BASEL III TO CHANGE CASH POOLING PRACTICES

New liquidity rules for banks may force multinational clients to hold more cash in local branches.


Cross-border cash management is likely to become more challenging for multinational corporations as a result of new banking regulations that require banks to hold capital against deposits considered an undependable source of funding.

Many banks, for example, currently enable corporate customers to pool their deposits in different countries, so they can count funds deposited in one country against those used in another. Because such “pooling” of deposits allows companies to use overdrafts without charge, they needn’t go to the trouble and expense of transferring funds from a branch in one country to one in another. Such pooling is called “notional” when banks create a shadow position from a client’s accounts that reflects a consolidated cash arrangement on which interest is paid or charged.

And while notional pooling has posed regulatory and tax challenges in the past, companies have gotten around the issues without much problem.

No longer, say some treasury consultants. They note thatBasel III‘s requirement that banks hold capital for illiquid sources of funding will lead them to charge more for pooling arrangements and may even lead them to cease offering them to all but their most trusted clients.

Treasury Alliance in a client alert on March 10 wrote: “Basel III assigns a poor risk weighting to overdrafts and may require an increase in regulatory capital to support them.”

The consultancy added that formal credit lines might soften the blow but will not entirely remove the need for additional capital. “This will all combine to raise the cost of notional pooling arrangements,” the alert stated.

Bruce Lynn, a managing partner in Financial Executives Consulting Group, said in an email that physical pooling, where companies actually consolidate their cash in one account, may also become more expensive. “The issue is about deposit levels,” Lynn wrote, “not the means used to consolidate cash balances.”
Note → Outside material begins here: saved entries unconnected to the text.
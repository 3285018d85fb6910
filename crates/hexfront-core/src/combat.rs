use hexfront_protocol::{Hex, Terrain, UnitId};
use thiserror::Error;

use crate::{rules::CompiledRules, state::GameState, unit::Unit};

#[derive(Debug, Error, PartialEq, Eq)]
pub enum CombatError {
    #[error("unknown unit {0}")]
    UnknownUnit(UnitId),
    #[error("no tile at {0}")]
    MissingTile(Hex),
}

#[derive(Clone, Copy, Debug, PartialEq, Eq)]
pub struct CombatOutcome {
    pub damage: i32,
    pub counter_damage: Option<i32>,
    pub attacker_destroyed: bool,
    pub defender_destroyed: bool,
}

/// Class-specific attack plus the attacker tile's attack bonus.
pub fn attack_power(
    attacker: &Unit,
    defender: &Unit,
    attacker_terrain: Terrain,
    rules: &CompiledRules,
) -> i32 {
    attacker.attack_against(defender.class) + rules.terrain(attacker_terrain).attack_bonus
}

/// Class-specific defense plus the defender tile's cover. Indirect fire ignores cover.
pub fn defense_power(
    defender: &Unit,
    attacker: &Unit,
    defender_terrain: Terrain,
    rules: &CompiledRules,
) -> i32 {
    let base = defender.defense_against(attacker.class);
    if attacker.kind.is_indirect_fire() {
        base
    } else {
        base + rules.terrain(defender_terrain).defense_bonus
    }
}

/// Deterministic damage of one strike; never below 1.
pub fn compute_damage(
    attacker: &Unit,
    attacker_terrain: Terrain,
    defender: &Unit,
    defender_terrain: Terrain,
    rules: &CompiledRules,
) -> i32 {
    let attack = attack_power(attacker, defender, attacker_terrain, rules);
    let defense = defense_power(defender, attacker, defender_terrain, rules);
    (attack - defense).max(1)
}

struct Engagement<'a> {
    attacker: &'a Unit,
    defender: &'a Unit,
    attacker_terrain: Terrain,
    defender_terrain: Terrain,
}

fn engagement(
    state: &GameState,
    attacker_id: UnitId,
    defender_id: UnitId,
) -> Result<Engagement<'_>, CombatError> {
    let attacker = state
        .units
        .get(&attacker_id)
        .ok_or(CombatError::UnknownUnit(attacker_id))?;
    let defender = state
        .units
        .get(&defender_id)
        .ok_or(CombatError::UnknownUnit(defender_id))?;
    let attacker_terrain = state
        .board
        .terrain(attacker.position)
        .ok_or(CombatError::MissingTile(attacker.position))?;
    let defender_terrain = state
        .board
        .terrain(defender.position)
        .ok_or(CombatError::MissingTile(defender.position))?;
    Ok(Engagement {
        attacker,
        defender,
        attacker_terrain,
        defender_terrain,
    })
}

/// Primary damage the attack would deal right now. Nothing is mutated.
pub fn preview_damage(
    state: &GameState,
    rules: &CompiledRules,
    attacker_id: UnitId,
    defender_id: UnitId,
) -> Result<i32, CombatError> {
    let e = engagement(state, attacker_id, defender_id)?;
    Ok(compute_damage(
        e.attacker,
        e.attacker_terrain,
        e.defender,
        e.defender_terrain,
        rules,
    ))
}

/// Resolves one attack and its counter-attack, removing destroyed units.
///
/// Range and legality are the caller's concern. On error nothing has been mutated.
pub fn resolve_attack(
    state: &mut GameState,
    rules: &CompiledRules,
    attacker_id: UnitId,
    defender_id: UnitId,
) -> Result<CombatOutcome, CombatError> {
    let e = engagement(state, attacker_id, defender_id)?;
    let damage = compute_damage(
        e.attacker,
        e.attacker_terrain,
        e.defender,
        e.defender_terrain,
        rules,
    );
    let counter_allowed = e.defender.can_counter_attack && !e.attacker.kind.is_indirect_fire();
    let (attacker_terrain, defender_terrain) = (e.attacker_terrain, e.defender_terrain);
    let xp_cap = rules.tuning.xp_cap;

    let mut defender = state
        .units
        .remove(&defender_id)
        .ok_or(CombatError::UnknownUnit(defender_id))?;
    let Some(attacker) = state.units.get_mut(&attacker_id) else {
        state.units.insert(defender_id, defender);
        return Err(CombatError::UnknownUnit(attacker_id));
    };

    let defender_destroyed = defender.take_damage(damage);
    attacker.gain_xp(damage, xp_cap);
    attacker.exhaust();

    let mut counter_damage = None;
    let mut attacker_destroyed = false;
    if !defender_destroyed && counter_allowed {
        let counter = compute_damage(&defender, defender_terrain, attacker, attacker_terrain, rules);
        attacker_destroyed = attacker.take_damage(counter);
        defender.gain_xp(counter, xp_cap);
        counter_damage = Some(counter);
    }

    if attacker_destroyed {
        state.units.remove(&attacker_id);
    }
    if !defender_destroyed {
        state.units.insert(defender_id, defender);
    }

    tracing::debug!(
        attacker = %attacker_id,
        defender = %defender_id,
        damage,
        counter = ?counter_damage,
        attacker_destroyed,
        defender_destroyed,
        "attack resolved"
    );

    Ok(CombatOutcome {
        damage,
        counter_damage,
        attacker_destroyed,
        defender_destroyed,
    })
}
Overall, he added, Basel III will force companies to confront “some very basic questions” about the use of their cash. Lynn said, “Corporations will need to do a better job of matching sources and uses of funds and communicating their operational deposit targets to banks.”

Yet another treasury consultancy, Treasury Strategies, echoed such warnings in its Spring 2015 Update on Basel III. “The full force of financial regulation,” says the report, “is about to come crashing down onto the desks of corporate treasurers.”